## EXERCISE OBJECTIVE
Your answer should consist of each line from the data below that contains "pointer".

## GIVEN RECORDS

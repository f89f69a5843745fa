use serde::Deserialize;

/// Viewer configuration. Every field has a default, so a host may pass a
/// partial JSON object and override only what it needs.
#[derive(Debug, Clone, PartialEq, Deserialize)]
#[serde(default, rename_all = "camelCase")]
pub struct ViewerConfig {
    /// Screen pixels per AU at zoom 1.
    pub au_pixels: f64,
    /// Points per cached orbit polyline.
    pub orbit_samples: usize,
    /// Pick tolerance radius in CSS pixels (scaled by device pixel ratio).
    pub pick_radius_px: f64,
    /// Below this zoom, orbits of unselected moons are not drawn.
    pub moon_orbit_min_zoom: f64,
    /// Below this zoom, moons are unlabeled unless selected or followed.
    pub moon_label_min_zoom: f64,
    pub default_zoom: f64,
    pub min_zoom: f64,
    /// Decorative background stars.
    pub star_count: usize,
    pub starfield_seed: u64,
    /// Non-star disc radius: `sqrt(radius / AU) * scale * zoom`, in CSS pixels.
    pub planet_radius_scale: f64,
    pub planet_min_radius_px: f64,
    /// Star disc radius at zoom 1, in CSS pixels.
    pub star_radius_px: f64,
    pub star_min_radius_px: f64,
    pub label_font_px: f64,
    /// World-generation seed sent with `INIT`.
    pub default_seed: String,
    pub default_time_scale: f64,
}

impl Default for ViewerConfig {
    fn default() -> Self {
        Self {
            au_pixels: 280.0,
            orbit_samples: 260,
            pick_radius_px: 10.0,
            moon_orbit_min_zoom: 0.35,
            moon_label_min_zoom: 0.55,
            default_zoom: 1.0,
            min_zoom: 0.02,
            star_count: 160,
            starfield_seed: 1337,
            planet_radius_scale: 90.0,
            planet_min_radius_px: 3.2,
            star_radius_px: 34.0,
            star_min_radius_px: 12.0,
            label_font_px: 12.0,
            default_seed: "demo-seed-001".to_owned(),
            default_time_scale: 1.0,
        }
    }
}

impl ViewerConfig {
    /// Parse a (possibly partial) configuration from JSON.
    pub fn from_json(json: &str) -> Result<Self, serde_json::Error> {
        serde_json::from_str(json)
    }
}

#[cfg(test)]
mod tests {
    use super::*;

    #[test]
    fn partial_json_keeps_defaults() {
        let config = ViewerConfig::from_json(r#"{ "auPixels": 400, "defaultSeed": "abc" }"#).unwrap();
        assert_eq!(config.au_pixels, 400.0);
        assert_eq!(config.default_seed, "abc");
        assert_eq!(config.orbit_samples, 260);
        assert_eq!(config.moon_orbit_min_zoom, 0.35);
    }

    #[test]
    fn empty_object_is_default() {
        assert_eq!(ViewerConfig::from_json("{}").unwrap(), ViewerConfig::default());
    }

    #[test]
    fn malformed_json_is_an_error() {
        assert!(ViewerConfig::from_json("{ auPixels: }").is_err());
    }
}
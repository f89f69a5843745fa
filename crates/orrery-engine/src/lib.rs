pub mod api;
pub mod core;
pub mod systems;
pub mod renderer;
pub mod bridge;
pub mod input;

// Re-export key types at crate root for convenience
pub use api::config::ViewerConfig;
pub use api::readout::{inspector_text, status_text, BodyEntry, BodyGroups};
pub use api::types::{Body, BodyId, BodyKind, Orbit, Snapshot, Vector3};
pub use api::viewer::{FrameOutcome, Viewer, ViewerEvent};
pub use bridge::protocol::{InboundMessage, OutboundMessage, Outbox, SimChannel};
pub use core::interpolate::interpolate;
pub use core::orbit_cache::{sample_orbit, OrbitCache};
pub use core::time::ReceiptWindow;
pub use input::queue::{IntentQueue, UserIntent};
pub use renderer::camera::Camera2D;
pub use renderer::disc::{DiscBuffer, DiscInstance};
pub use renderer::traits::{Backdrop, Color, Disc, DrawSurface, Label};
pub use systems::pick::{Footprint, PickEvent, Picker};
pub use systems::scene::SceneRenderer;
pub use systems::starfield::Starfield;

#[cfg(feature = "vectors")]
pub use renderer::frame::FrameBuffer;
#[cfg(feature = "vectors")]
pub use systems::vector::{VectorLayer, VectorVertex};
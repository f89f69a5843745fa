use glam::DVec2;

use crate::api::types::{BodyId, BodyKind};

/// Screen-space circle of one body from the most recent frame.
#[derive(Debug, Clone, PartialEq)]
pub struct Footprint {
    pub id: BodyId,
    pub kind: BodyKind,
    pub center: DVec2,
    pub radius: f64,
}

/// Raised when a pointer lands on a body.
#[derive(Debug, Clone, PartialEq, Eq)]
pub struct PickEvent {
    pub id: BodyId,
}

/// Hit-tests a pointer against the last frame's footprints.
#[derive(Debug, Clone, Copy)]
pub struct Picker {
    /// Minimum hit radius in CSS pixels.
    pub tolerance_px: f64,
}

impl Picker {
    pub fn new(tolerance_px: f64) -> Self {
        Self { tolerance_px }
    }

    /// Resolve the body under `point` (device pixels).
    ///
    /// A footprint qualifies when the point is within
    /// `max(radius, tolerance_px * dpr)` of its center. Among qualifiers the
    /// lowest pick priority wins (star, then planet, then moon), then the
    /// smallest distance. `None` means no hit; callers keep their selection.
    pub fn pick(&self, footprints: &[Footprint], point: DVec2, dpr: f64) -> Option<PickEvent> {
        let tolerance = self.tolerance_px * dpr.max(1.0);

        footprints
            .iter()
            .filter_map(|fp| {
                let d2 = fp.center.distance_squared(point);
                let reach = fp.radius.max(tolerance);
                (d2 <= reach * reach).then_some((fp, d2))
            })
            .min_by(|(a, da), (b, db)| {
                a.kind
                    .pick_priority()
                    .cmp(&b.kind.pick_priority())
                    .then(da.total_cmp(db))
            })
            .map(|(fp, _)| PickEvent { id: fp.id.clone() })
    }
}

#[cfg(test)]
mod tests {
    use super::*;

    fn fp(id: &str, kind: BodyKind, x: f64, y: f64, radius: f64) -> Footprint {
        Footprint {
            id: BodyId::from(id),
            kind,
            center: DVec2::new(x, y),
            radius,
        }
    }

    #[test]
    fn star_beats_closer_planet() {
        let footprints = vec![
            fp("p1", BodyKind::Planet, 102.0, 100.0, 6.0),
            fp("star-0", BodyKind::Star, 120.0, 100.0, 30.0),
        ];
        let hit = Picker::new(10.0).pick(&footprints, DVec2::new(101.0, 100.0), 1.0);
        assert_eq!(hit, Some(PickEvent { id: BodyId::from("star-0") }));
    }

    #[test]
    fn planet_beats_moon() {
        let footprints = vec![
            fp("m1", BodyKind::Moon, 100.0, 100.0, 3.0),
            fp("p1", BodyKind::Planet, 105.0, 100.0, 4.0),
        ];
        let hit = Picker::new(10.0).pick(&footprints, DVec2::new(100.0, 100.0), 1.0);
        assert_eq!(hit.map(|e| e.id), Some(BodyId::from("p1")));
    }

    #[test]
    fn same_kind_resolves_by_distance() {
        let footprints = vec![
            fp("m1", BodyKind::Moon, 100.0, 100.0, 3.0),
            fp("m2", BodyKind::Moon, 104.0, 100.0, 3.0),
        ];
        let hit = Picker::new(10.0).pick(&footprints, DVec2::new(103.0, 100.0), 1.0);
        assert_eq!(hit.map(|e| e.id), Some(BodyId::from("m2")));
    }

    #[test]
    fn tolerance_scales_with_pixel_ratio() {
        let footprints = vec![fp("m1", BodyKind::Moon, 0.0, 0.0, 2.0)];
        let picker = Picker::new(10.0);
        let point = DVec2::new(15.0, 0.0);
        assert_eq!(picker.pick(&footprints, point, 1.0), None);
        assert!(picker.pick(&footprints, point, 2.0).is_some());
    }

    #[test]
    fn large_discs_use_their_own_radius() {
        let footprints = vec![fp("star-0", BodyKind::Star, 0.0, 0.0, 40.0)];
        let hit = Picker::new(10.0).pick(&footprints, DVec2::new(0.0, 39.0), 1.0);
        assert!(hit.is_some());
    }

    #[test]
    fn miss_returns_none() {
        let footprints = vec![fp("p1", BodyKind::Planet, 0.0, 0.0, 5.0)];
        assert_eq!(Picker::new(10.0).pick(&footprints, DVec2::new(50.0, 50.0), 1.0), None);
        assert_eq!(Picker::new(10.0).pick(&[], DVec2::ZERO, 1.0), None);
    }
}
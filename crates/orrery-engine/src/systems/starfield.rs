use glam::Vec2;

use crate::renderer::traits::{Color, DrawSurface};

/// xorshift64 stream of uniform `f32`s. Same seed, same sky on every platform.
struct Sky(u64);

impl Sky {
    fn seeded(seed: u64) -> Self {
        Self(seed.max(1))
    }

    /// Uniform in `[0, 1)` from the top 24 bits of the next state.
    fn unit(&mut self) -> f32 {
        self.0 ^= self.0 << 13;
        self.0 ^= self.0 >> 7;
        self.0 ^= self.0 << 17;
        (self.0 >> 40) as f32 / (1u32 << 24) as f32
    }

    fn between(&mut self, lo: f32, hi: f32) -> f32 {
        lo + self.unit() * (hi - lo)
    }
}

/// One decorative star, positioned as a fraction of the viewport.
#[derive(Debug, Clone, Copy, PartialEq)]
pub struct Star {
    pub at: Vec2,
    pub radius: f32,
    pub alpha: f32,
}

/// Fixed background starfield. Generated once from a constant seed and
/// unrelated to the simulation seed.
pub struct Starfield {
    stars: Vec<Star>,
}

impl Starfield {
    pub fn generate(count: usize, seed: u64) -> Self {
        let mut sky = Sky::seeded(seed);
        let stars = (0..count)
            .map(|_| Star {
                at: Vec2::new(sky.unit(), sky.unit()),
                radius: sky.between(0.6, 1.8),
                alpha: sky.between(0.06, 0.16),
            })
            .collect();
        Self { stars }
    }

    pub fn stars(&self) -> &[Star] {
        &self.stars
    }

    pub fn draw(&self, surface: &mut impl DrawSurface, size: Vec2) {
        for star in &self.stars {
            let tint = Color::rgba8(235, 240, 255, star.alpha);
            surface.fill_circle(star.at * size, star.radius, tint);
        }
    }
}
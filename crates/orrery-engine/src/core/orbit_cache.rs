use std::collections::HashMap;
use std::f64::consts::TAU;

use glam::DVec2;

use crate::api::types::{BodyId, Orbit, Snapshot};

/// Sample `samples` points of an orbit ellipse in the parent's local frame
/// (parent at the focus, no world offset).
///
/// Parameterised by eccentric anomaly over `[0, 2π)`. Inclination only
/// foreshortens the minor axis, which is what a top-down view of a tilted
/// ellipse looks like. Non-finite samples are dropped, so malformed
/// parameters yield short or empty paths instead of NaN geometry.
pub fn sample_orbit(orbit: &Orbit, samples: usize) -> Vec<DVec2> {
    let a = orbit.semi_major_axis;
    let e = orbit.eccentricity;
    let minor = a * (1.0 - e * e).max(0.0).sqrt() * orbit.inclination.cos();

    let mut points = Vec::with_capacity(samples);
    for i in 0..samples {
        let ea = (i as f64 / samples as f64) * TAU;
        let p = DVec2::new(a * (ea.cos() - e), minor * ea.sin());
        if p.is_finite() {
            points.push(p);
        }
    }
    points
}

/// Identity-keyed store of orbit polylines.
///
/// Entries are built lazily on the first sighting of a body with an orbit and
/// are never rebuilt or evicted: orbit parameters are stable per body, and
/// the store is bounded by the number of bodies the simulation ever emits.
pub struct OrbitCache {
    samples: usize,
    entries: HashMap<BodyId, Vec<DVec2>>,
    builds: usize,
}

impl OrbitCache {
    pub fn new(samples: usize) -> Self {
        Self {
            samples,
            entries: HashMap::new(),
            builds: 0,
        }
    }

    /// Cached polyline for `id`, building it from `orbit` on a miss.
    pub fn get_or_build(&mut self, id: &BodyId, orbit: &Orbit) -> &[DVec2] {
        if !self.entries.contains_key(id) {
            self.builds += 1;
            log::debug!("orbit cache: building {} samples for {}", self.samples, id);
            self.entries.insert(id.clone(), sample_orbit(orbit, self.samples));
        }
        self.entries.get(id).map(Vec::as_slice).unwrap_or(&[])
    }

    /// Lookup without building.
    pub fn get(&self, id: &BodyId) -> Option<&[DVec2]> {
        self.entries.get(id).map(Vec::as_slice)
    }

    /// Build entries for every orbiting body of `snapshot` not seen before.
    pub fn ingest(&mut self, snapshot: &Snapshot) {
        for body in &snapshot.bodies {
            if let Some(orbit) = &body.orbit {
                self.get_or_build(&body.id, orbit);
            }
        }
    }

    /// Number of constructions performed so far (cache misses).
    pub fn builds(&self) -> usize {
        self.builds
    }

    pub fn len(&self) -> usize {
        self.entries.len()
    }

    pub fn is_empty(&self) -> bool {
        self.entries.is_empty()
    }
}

## EXERCISE RESULT
/// Raised when a pointer lands on a body.
/// Hit-tests a pointer against the last frame's footprints.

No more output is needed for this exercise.